(Entries taken from a collection)
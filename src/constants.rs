// src/constants.rs
//
// Centralized constants for blobdisk to avoid hardcoded values throughout the codebase

use std::time::Duration;

/// Default upper bound for one staged block (100 MiB)
pub const DEFAULT_MAX_SINGLE_PART_UPLOAD_SIZE: usize = 100 * 1024 * 1024;

/// Default forward-seek distance below which bytes are read and discarded (1 MiB)
pub const DEFAULT_MIN_BYTES_FOR_SEEK: u64 = 1024 * 1024;

/// Default attempts for reading from an already open download stream
pub const DEFAULT_MAX_SINGLE_READ_RETRIES: usize = 3;

/// Default attempts for (re)opening a ranged download
pub const DEFAULT_MAX_SINGLE_DOWNLOAD_RETRIES: usize = 3;

/// Default size of the asynchronous read pool
pub const DEFAULT_THREAD_POOL_SIZE: usize = 16;

/// Default read granularity for sequential and prefetching readers (1 MiB)
pub const DEFAULT_READ_BUFFER_SIZE: usize = 1024 * 1024;

/// Length of the random suffix appended to a logical path to form a blob key
pub const BLOB_NAME_SUFFIX_LEN: usize = 8;

/// Length of a random staged-block identifier
pub const BLOCK_ID_LEN: usize = 64;

/// Page size used by the existence probe; one listing entry is enough
pub const UNIQUE_ID_PROBE_PAGE_SIZE: u32 = 1;

/// First sleep between retries; doubles on every further attempt
pub const RETRY_INITIAL_BACKOFF: Duration = Duration::from_millis(100);

/// Ceiling for the retry sleep
pub const RETRY_MAX_BACKOFF: Duration = Duration::from_millis(1600);

/// Piece size the in-memory store uses when streaming a ranged GET (64 KiB)
pub const DEFAULT_MEMORY_STREAM_CHUNK: usize = 64 * 1024;

/// Reserved directory under a local container root holding uncommitted blocks
pub const LOCAL_STAGING_DIR: &str = ".staging";

/// Environment prefix for per-disk configuration variables
pub const ENV_PREFIX: &str = "BLOBDISK";

/// Environment override for the global runtime worker count
pub const ENV_RT_THREADS: &str = "BLOBDISK_RT_THREADS";
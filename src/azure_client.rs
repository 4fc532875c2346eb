// src/azure_client.rs
//
// AzureBlobContainer: BlobContainer over an Azure Storage block-blob
// container (feature "azure"). Authenticates through the default credential
// chain (env, managed identity, CLI), cached once per process.

use async_trait::async_trait;
use bytes::Bytes;
use futures::{StreamExt, TryStreamExt};
use std::sync::Arc;
use tokio::sync::OnceCell;
use tracing::trace;

use azure_core::credentials::TokenCredential;
use azure_core::error::ErrorKind;
use azure_core::http::{Body, NoFormat, RequestContent, StatusCode};
use azure_identity::DefaultAzureCredential;

use azure_storage_blob::clients::{
    BlobClient, BlobClientOptions, BlobContainerClient, BlobContainerClientOptions,
};
use azure_storage_blob::models::{
    BlobClientDownloadOptions, BlobContainerClientListBlobFlatSegmentOptions,
    BlockBlobClientCommitBlockListOptions, BlockBlobClientStageBlockOptions, BlockLookupList,
    ListBlobsFlatSegmentResponse,
};

use crate::blob_store::{BlobByteStream, BlobContainer, BlobListing, DeleteOutcome};
use crate::error::StoreError;

static AZURE_CREDENTIAL: OnceCell<Arc<dyn TokenCredential>> = OnceCell::const_new();

async fn default_credential() -> Result<Arc<dyn TokenCredential>, StoreError> {
    AZURE_CREDENTIAL
        .get_or_try_init(|| async {
            let credential: Arc<dyn TokenCredential> =
                DefaultAzureCredential::new().map_err(map_azure_err)?;
            Ok::<_, StoreError>(credential)
        })
        .await
        .cloned()
}

/// Sort an SDK error into the retry classes the reader understands.
fn map_azure_err(e: azure_core::Error) -> StoreError {
    if let Some(status) = e.http_status() {
        return match status {
            StatusCode::NotFound => StoreError::NotFound(e.to_string()),
            StatusCode::TooManyRequests
            | StatusCode::InternalServerError
            | StatusCode::BadGateway
            | StatusCode::ServiceUnavailable
            | StatusCode::GatewayTimeout => StoreError::Transient(e.to_string()),
            _ => StoreError::Protocol(e.to_string()),
        };
    }
    match e.kind() {
        ErrorKind::Io => StoreError::StreamBroken(e.to_string()),
        _ => StoreError::Other(anyhow::Error::new(e)),
    }
}

pub struct AzureBlobContainer {
    account_url: String,
    container: String,
    credential: Arc<dyn TokenCredential>,
}

impl AzureBlobContainer {
    /// Public endpoint for an account name.
    pub fn account_url_from_account(account: &str) -> String {
        format!("https://{}.blob.core.windows.net", account)
    }

    /// Azurite emulator endpoint, e.g. http://127.0.0.1:10000/devstoreaccount1
    pub fn azurite_url(host: &str, port: u16, account: &str) -> String {
        format!("http://{}:{}/{}", host, port, account)
    }

    pub async fn connect(account: &str, container: &str) -> Result<Self, StoreError> {
        Self::connect_url(&Self::account_url_from_account(account), container).await
    }

    /// Same, for a full endpoint URL (emulator or private endpoint).
    pub async fn connect_url(account_url: &str, container: &str) -> Result<Self, StoreError> {
        Ok(Self {
            account_url: account_url.to_string(),
            container: container.to_string(),
            credential: default_credential().await?,
        })
    }

    fn container_client(&self) -> Result<BlobContainerClient, StoreError> {
        BlobContainerClient::new(
            &self.account_url,
            self.container.clone(),
            self.credential.clone(),
            Some(BlobContainerClientOptions::default()),
        )
        .map_err(map_azure_err)
    }

    fn blob_client(&self, blob: &str) -> Result<BlobClient, StoreError> {
        BlobClient::new(
            &self.account_url,
            self.container.clone(),
            blob.to_string(),
            self.credential.clone(),
            Some(BlobClientOptions::default()),
        )
        .map_err(map_azure_err)
    }
}

#[async_trait]
impl BlobContainer for AzureBlobContainer {
    fn container_name(&self) -> &str {
        &self.container
    }

    async fn list_blobs(
        &self,
        prefix: &str,
        page_size_hint: Option<u32>,
    ) -> Result<Vec<BlobListing>, StoreError> {
        let container = self.container_client()?;
        let mut opts = BlobContainerClientListBlobFlatSegmentOptions::default();
        if !prefix.is_empty() {
            opts.prefix = Some(prefix.to_string());
        }
        opts.maxresults = page_size_hint.map(|n| n as i32);

        let mut pager = container.list_blobs(Some(opts)).map_err(map_azure_err)?;
        let limit = page_size_hint.map_or(usize::MAX, |n| n as usize);
        let mut out = Vec::new();

        // A page hint bounds the request; the first page is all the caller wants.
        while let Some(next) = pager.next().await {
            let body: ListBlobsFlatSegmentResponse =
                next.map_err(map_azure_err)?.into_body().await.map_err(map_azure_err)?;
            for it in body.segment.blob_items {
                let size = it.properties.as_ref().and_then(|p| p.content_length).unwrap_or(0);
                if let Some(name) = it.name.and_then(|bn| bn.content) {
                    out.push(BlobListing { name, size });
                }
            }
            if out.len() >= limit {
                out.truncate(limit);
                break;
            }
        }
        Ok(out)
    }

    async fn get_range(
        &self,
        key: &str,
        offset: u64,
        length: u64,
    ) -> Result<BlobByteStream, StoreError> {
        if length == 0 {
            return Ok(Box::pin(futures::stream::empty::<Result<Bytes, StoreError>>()));
        }
        let blob = self.blob_client(key)?;
        let opts = BlobClientDownloadOptions {
            range: Some(format!("bytes={}-{}", offset, offset + length - 1)),
            ..Default::default()
        };
        trace!("azure GET {}/{} range {}+{}", self.container, key, offset, length);

        let resp = blob.download(Some(opts)).await.map_err(map_azure_err)?;
        let body = resp.into_raw_body().map_err(map_azure_err);
        Ok(Box::pin(body))
    }

    async fn stage_block(
        &self,
        key: &str,
        block_id: &str,
        payload: Bytes,
    ) -> Result<(), StoreError> {
        let bb = self.blob_client(key)?.block_blob_client();
        let content_len = payload.len() as u64;
        let body: RequestContent<Bytes, NoFormat> = Body::from(payload).into();
        bb.stage_block(
            block_id.as_bytes(),
            content_len,
            body,
            Some(BlockBlobClientStageBlockOptions::default()),
        )
        .await
        .map_err(map_azure_err)?;
        Ok(())
    }

    async fn commit_block_list(&self, key: &str, block_ids: &[String]) -> Result<(), StoreError> {
        let bb = self.blob_client(key)?.block_blob_client();
        let lookup = BlockLookupList {
            committed: None,
            latest: Some(block_ids.iter().map(|id| id.as_bytes().to_vec()).collect()),
            uncommitted: None,
        };
        bb.commit_block_list(
            lookup.try_into().map_err(map_azure_err)?,
            Some(BlockBlobClientCommitBlockListOptions::default()),
        )
            .await
            .map_err(map_azure_err)?;
        Ok(())
    }

    async fn delete_blob(&self, key: &str) -> Result<DeleteOutcome, StoreError> {
        let blob = self.blob_client(key)?;
        match blob.delete(None).await {
            Ok(_) => Ok(DeleteOutcome { deleted: true }),
            Err(e) if e.http_status() == Some(StatusCode::NotFound) => {
                Ok(DeleteOutcome { deleted: false })
            }
            Err(e) => Err(map_azure_err(e)),
        }
    }
}
// src/lib.rs
//
// Crate root: module tree and public re-exports.
//
// A blob disk stores each file as one or more block blobs in a remote
// container. Writes stage blocks and commit them atomically; reads gather
// the file's blobs back in order, retrying transient failures.

// ===== Remote store backends =====
pub mod blob_store;
pub mod file_store;
pub mod memory_store;
#[cfg(feature = "azure")]
pub mod azure_client;

// ===== Disk core =====
pub mod block_writer;
pub mod constants;
pub mod disk;
pub mod error;
pub mod gather_reader;
pub mod ids;
pub mod metadata;
pub mod path_keeper;
pub mod probe;
pub mod seek_avoiding;
pub mod settings;

// ===== Runtime plumbing =====
pub mod executor;
pub mod runtime;

pub use blob_store::{BlobByteStream, BlobContainer, BlobListing, DeleteOutcome};
pub use block_writer::{BlockBlobWriter, FinalizedBlob};
pub use disk::{
    BlobFileReader, BlobFileWriter, DiskBlobStorage, DiskType, ReadMethod, ReadOptions,
    WriteSessionOutcome,
};
pub use error::{DiskError, StoreError};
pub use executor::{ReadExecutor, ReadHandle};
pub use file_store::LocalFsContainer;
pub use gather_reader::{GatherReader, PrefetchReader, SequentialBlobReader};
pub use ids::{AlphanumericIds, IdGenerator};
pub use memory_store::MemoryContainer;
pub use metadata::{
    BlobObjectRef, FileMetadata, MemoryMetadataStore, MetadataHandle, MetadataStore, WriteMode,
};
pub use path_keeper::{BlobPathKeeper, PathKeeper, remove_batch};
pub use probe::check_unique_id;
pub use seek_avoiding::SeekAvoidingReader;
pub use settings::{DiskConfig, DiskSettings, SettingsHolder};

#[cfg(feature = "azure")]
pub use azure_client::AzureBlobContainer;
// src/error.rs
//
// Error types for the blob disk: what a backend reports (StoreError) and
// what callers of the disk see (DiskError).

use thiserror::Error;

/// Failure reported by a [`BlobContainer`](crate::blob_store::BlobContainer) backend.
#[derive(Error, Debug)]
pub enum StoreError {
    #[error("blob not found: {0}")]
    NotFound(String),

    /// A hiccup on an otherwise healthy connection; the same request may succeed.
    #[error("transient I/O error: {0}")]
    Transient(String),

    /// The download stream died; a fresh ranged request is needed.
    #[error("download stream broken: {0}")]
    StreamBroken(String),

    #[error("unexpected response: {0}")]
    Protocol(String),

    #[error(transparent)]
    Io(#[from] std::io::Error),

    #[error(transparent)]
    Other(#[from] anyhow::Error),
}

impl StoreError {
    /// Whether the read path may spend retry budget on this error.
    pub fn is_retryable(&self) -> bool {
        use std::io::ErrorKind;
        match self {
            StoreError::Transient(_) | StoreError::StreamBroken(_) => true,
            StoreError::Io(e) => matches!(
                e.kind(),
                ErrorKind::Interrupted
                    | ErrorKind::TimedOut
                    | ErrorKind::ConnectionReset
                    | ErrorKind::ConnectionAborted
                    | ErrorKind::UnexpectedEof
            ),
            _ => false,
        }
    }

    /// Errors that leave an open stream usable for a re-issued request of
    /// the same range, as opposed to a stream that has to be reopened.
    pub fn is_transient_read(&self) -> bool {
        matches!(self, StoreError::Transient(_))
            || matches!(self, StoreError::Io(e) if e.kind() == std::io::ErrorKind::Interrupted)
    }
}

/// Error surfaced by disk operations.
#[derive(Error, Debug)]
pub enum DiskError {
    /// A remote operation failed or acknowledged something unexpected.
    #[error("blob storage {op} failed for '{key}': {source}")]
    StorageProtocol {
        op: &'static str,
        key: String,
        #[source]
        source: StoreError,
    },

    /// A retryable failure kept recurring until the budget ran out.
    #[error("blob storage {op} for '{key}' gave up after {attempts} attempts: {source}")]
    RetriesExhausted {
        op: &'static str,
        key: String,
        attempts: usize,
        #[source]
        source: StoreError,
    },

    /// Batch deletion stopped at `key`; `remaining` were never attempted.
    #[error(
        "failed to delete '{key}' at position {position} of the batch \
         ({} keys not attempted): {source}",
        .remaining.len()
    )]
    BatchDelete {
        key: String,
        position: usize,
        remaining: Vec<String>,
        #[source]
        source: StoreError,
    },

    #[error("invalid disk settings: {0}")]
    Configuration(String),

    #[error("metadata error for '{path}': {source}")]
    Metadata {
        path: String,
        #[source]
        source: anyhow::Error,
    },

    #[error("writer for blob '{key}' is closed")]
    WriterClosed { key: String },

    #[error("read pool task failed: {0}")]
    Executor(String),
}

impl DiskError {
    pub(crate) fn storage(op: &'static str, key: impl Into<String>, source: StoreError) -> Self {
        DiskError::StorageProtocol { op, key: key.into(), source }
    }

    pub(crate) fn metadata(path: impl Into<String>, source: anyhow::Error) -> Self {
        DiskError::Metadata { path: path.into(), source }
    }

    /// True for the storage-protocol family: remote failures, exhausted
    /// retries and interrupted batch deletions.
    pub fn is_storage_protocol(&self) -> bool {
        matches!(
            self,
            DiskError::StorageProtocol { .. }
                | DiskError::RetriesExhausted { .. }
                | DiskError::BatchDelete { .. }
        )
    }
}

impl From<DiskError> for std::io::Error {
    fn from(e: DiskError) -> Self {
        std::io::Error::other(e)
    }
}
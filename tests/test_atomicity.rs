// tests/test_atomicity.rs
//
// A write either becomes fully visible at commit or not at all.

mod common;

use anyhow::Result;
use futures::FutureExt;
use std::sync::Arc;
use std::sync::atomic::Ordering;

use blobdisk::{DiskError, MetadataStore, WriteMode, WriteSessionOutcome};
use common::{FaultyContainer, build_disk, pattern, small_settings};

#[tokio::test]
async fn failed_commit_leaves_nothing_readable() -> Result<()> {
    let container = Arc::new(FaultyContainer::new());
    container.fail_commit.store(true, Ordering::SeqCst);
    let (disk, meta) = build_disk(container.clone(), small_settings(1024));

    let mut w = disk.open_for_write("data.bin", 4096, WriteMode::Rewrite)?;
    let key = w.blob_key().to_string();
    w.write(&pattern(10_000)).await?;

    let err = w.finalize().await.unwrap_err();
    assert!(err.is_storage_protocol(), "unexpected error: {err}");
    assert!(!container.inner.contains(&key));
    assert!(!disk.check_unique_id(&key).await?);
    assert!(!meta.exists("data.bin"));

    // The writer is poisoned; a retry cannot commit a partial object.
    container.fail_commit.store(false, Ordering::SeqCst);
    assert!(matches!(w.finalize().await, Err(DiskError::WriterClosed { .. })));
    assert!(!container.inner.contains(&key));
    Ok(())
}

#[tokio::test]
async fn failed_commit_keeps_previous_metadata() -> Result<()> {
    let container = Arc::new(FaultyContainer::new());
    let (disk, meta) = build_disk(container.clone(), small_settings(16));

    let mut w = disk.open_for_write("f", 64, WriteMode::Rewrite)?;
    w.write(b"v1").await?;
    let v1 = w.finalize().await?;

    container.fail_commit.store(true, Ordering::SeqCst);
    let outcome = disk
        .write_file_with("f", 64, WriteMode::Rewrite, |w| {
            async move { w.write(b"version two").await }.boxed()
        })
        .await?;
    assert!(matches!(outcome, WriteSessionOutcome::Aborted { .. }));

    let file = meta.read_meta("f")?;
    assert_eq!(file.blobs().len(), 1);
    assert_eq!(file.blobs()[0].key, v1.key);
    Ok(())
}

#[tokio::test]
async fn dropped_writer_commits_nothing() -> Result<()> {
    let container = Arc::new(FaultyContainer::new());
    let (disk, meta) = build_disk(container.clone(), small_settings(8));

    let key = {
        let mut w = disk.open_for_write("f", 8, WriteMode::Rewrite)?;
        w.write(&pattern(40)).await?;
        w.blob_key().to_string()
    };

    assert!(container.stage_calls.load(Ordering::SeqCst) > 0);
    assert_eq!(container.commit_calls.load(Ordering::SeqCst), 0);
    assert!(!container.inner.contains(&key));
    assert!(!meta.exists("f"));
    Ok(())
}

• _Assigned task_
Restate exactly the records above from their first line through the line that holds "pub const DEFAULT_MAX_SINGLE_DOWNLOAD_RETRIES: usize", please, including both and leaving out all others.

• _Answer for this exercise_
filename src/constants.rs
// src/constants.rs
//
// Centralized constants for blobdisk to avoid hardcoded values throughout the codebase

use std::time::Duration;

/// Default upper bound for one staged block (100 MiB)
pub const DEFAULT_MAX_SINGLE_PART_UPLOAD_SIZE: usize = 100 * 1024 * 1024;

/// Default forward-seek distance below which bytes are read and discarded (1 MiB)
pub const DEFAULT_MIN_BYTES_FOR_SEEK: u64 = 1024 * 1024;

/// Default attempts for reading from an already open download stream
pub const DEFAULT_MAX_SINGLE_READ_RETRIES: usize = 3;

/// Default attempts for (re)opening a ranged download
pub const DEFAULT_MAX_SINGLE_DOWNLOAD_RETRIES: usize = 3;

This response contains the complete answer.